■ REQUIREMENT ■
Your result should be every line of the records below that contains the word "DeleteStatement".

Collected data entries:
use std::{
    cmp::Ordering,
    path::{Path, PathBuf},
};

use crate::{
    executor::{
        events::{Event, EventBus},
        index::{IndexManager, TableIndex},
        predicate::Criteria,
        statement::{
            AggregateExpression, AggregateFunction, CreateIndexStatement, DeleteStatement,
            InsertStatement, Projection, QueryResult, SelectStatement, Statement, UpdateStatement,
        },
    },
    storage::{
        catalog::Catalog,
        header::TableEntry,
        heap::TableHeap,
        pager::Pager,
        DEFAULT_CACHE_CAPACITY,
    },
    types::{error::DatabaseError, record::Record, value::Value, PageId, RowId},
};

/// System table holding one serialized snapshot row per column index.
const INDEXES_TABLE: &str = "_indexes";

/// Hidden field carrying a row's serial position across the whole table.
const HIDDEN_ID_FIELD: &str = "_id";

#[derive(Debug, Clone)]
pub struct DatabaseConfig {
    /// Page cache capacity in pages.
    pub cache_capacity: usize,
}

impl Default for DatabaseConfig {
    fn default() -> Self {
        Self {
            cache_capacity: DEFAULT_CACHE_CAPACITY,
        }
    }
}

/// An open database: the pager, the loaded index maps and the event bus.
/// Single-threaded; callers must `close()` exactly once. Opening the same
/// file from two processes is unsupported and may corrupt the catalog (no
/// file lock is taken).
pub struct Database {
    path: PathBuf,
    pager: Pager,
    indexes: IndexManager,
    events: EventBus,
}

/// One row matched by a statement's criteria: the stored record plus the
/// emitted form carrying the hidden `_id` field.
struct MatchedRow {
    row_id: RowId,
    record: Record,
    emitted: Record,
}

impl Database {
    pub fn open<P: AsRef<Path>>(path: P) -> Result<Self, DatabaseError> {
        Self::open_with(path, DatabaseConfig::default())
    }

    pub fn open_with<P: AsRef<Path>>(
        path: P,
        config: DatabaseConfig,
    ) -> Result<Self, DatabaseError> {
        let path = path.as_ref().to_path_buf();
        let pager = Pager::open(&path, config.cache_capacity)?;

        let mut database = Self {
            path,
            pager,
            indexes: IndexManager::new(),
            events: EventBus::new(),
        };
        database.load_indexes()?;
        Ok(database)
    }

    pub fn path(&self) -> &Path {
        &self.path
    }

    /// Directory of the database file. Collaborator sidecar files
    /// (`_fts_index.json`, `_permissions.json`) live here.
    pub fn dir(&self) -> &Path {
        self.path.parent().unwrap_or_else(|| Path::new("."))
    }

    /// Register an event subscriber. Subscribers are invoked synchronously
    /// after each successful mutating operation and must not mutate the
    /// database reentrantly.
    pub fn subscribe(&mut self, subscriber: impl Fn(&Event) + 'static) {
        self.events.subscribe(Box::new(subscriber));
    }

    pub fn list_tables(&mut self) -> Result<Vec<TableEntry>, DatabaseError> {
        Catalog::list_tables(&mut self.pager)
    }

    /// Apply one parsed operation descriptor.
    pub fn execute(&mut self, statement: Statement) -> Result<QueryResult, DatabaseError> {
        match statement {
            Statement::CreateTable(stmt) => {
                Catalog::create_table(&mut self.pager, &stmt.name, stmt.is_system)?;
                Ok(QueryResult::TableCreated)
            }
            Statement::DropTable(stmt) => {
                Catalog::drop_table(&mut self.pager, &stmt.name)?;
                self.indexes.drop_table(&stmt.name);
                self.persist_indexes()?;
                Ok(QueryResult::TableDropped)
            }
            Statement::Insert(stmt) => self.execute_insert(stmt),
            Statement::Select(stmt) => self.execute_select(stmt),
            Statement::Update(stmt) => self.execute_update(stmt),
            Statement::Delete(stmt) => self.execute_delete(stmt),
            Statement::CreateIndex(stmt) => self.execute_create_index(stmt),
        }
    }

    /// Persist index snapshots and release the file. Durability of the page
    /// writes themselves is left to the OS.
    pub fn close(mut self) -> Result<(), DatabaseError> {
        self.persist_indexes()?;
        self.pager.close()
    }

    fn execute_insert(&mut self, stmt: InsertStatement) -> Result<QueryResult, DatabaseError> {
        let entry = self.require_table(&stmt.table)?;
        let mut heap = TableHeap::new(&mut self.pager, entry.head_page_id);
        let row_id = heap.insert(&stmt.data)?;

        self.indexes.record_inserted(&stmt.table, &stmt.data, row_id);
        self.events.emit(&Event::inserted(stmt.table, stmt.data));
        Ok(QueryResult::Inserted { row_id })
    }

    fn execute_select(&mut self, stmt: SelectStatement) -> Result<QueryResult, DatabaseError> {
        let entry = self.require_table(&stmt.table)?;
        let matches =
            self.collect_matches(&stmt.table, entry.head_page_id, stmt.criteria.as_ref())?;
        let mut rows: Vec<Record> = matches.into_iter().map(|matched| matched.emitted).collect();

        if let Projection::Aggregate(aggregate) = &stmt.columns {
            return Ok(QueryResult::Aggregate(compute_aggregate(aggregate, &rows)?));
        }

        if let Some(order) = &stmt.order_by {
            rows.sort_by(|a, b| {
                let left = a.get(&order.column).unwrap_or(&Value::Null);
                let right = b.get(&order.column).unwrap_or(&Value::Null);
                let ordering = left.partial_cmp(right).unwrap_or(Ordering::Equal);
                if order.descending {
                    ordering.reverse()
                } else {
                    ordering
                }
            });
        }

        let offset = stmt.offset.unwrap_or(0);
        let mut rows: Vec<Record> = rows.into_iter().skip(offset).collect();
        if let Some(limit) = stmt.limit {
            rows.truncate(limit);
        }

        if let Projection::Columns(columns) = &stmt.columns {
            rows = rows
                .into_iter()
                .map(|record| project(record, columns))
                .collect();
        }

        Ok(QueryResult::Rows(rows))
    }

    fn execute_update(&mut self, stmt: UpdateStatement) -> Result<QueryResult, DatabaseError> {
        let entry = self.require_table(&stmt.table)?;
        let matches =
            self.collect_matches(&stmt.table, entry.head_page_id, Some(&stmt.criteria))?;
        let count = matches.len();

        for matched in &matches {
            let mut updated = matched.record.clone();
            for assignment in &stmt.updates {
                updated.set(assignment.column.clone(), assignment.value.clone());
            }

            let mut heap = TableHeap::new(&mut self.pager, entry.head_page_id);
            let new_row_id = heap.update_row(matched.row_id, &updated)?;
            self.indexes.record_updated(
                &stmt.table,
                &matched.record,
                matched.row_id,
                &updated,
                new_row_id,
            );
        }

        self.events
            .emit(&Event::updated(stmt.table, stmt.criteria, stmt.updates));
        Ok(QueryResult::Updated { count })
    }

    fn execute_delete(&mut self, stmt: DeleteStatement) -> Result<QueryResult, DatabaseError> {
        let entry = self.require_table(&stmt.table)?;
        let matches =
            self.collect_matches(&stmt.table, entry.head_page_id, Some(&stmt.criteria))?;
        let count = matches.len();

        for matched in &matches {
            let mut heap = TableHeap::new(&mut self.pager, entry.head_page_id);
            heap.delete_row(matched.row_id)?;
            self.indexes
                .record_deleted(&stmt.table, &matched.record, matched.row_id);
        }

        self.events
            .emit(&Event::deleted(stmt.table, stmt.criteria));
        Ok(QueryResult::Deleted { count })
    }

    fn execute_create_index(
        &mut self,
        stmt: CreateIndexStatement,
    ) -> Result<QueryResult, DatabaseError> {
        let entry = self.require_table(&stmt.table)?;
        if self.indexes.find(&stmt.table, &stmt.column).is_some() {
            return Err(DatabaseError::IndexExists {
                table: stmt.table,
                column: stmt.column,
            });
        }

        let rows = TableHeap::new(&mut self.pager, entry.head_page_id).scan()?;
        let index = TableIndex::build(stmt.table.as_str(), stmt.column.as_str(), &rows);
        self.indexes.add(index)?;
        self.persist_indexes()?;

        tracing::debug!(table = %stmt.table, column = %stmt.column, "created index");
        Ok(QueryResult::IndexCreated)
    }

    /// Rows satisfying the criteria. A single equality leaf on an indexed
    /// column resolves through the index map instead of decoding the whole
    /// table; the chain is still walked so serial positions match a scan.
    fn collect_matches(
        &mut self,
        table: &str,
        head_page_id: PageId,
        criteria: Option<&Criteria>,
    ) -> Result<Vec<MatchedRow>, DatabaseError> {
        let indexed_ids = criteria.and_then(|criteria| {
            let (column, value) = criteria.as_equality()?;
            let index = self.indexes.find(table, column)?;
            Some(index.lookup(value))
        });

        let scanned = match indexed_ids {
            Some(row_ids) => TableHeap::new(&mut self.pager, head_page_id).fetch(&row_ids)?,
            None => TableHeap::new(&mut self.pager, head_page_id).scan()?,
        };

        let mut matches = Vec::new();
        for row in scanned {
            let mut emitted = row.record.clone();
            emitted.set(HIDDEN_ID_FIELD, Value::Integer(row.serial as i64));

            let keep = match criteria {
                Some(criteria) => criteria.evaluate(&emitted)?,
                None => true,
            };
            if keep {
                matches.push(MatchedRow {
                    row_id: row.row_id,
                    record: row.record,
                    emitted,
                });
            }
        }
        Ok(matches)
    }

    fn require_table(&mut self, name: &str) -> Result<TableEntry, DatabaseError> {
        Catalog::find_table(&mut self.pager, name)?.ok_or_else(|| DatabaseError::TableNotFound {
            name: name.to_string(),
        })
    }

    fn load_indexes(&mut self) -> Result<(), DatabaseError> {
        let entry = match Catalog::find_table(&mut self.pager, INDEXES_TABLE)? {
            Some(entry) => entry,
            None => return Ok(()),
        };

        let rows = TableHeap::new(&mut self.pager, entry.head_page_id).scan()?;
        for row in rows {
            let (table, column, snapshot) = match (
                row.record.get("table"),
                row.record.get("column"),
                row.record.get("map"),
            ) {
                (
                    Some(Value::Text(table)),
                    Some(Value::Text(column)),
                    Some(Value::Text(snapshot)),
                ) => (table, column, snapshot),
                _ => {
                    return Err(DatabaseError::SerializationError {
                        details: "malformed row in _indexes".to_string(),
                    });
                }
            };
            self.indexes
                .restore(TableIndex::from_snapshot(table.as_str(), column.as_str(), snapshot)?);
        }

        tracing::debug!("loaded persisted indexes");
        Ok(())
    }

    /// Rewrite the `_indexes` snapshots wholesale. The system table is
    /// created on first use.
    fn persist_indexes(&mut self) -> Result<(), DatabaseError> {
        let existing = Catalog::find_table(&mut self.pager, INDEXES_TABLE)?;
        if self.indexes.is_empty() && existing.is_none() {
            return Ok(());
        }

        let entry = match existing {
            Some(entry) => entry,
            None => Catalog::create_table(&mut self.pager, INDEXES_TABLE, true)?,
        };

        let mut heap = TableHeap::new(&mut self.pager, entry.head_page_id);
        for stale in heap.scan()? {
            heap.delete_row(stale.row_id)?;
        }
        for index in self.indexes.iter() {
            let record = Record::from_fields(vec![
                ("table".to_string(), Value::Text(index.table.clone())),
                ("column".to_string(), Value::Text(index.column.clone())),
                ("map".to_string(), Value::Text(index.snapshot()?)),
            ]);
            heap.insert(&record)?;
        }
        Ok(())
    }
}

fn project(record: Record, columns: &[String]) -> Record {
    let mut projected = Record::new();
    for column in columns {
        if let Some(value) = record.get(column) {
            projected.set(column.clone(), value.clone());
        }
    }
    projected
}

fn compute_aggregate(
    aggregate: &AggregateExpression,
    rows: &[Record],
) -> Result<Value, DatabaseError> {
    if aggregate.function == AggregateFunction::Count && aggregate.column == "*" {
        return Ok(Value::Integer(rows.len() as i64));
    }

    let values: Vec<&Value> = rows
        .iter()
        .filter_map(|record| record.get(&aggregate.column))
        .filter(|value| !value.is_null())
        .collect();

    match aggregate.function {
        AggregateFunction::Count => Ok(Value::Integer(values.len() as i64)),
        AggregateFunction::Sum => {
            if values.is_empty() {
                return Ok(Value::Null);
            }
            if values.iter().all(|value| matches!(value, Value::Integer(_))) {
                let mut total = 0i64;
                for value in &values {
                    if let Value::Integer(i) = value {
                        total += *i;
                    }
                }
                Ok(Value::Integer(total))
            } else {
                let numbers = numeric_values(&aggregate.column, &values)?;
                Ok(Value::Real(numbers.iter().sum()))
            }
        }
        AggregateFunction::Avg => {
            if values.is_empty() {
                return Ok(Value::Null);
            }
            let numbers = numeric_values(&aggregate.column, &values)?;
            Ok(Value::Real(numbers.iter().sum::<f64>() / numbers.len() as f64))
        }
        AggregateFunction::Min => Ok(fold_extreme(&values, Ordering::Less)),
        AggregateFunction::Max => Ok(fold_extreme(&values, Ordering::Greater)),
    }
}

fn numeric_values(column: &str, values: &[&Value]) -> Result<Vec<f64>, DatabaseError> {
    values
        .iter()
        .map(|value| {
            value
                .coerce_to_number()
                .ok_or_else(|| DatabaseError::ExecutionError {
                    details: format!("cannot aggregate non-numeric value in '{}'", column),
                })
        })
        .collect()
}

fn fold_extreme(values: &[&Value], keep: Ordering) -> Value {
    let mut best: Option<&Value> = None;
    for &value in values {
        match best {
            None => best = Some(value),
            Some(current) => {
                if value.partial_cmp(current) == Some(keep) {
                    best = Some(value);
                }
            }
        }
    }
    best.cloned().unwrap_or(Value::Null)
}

■ ANSWER SECTION ■
            AggregateExpression, AggregateFunction, CreateIndexStatement, DeleteStatement,
    fn execute_delete(&mut self, stmt: DeleteStatement) -> Result<QueryResult, DatabaseError> {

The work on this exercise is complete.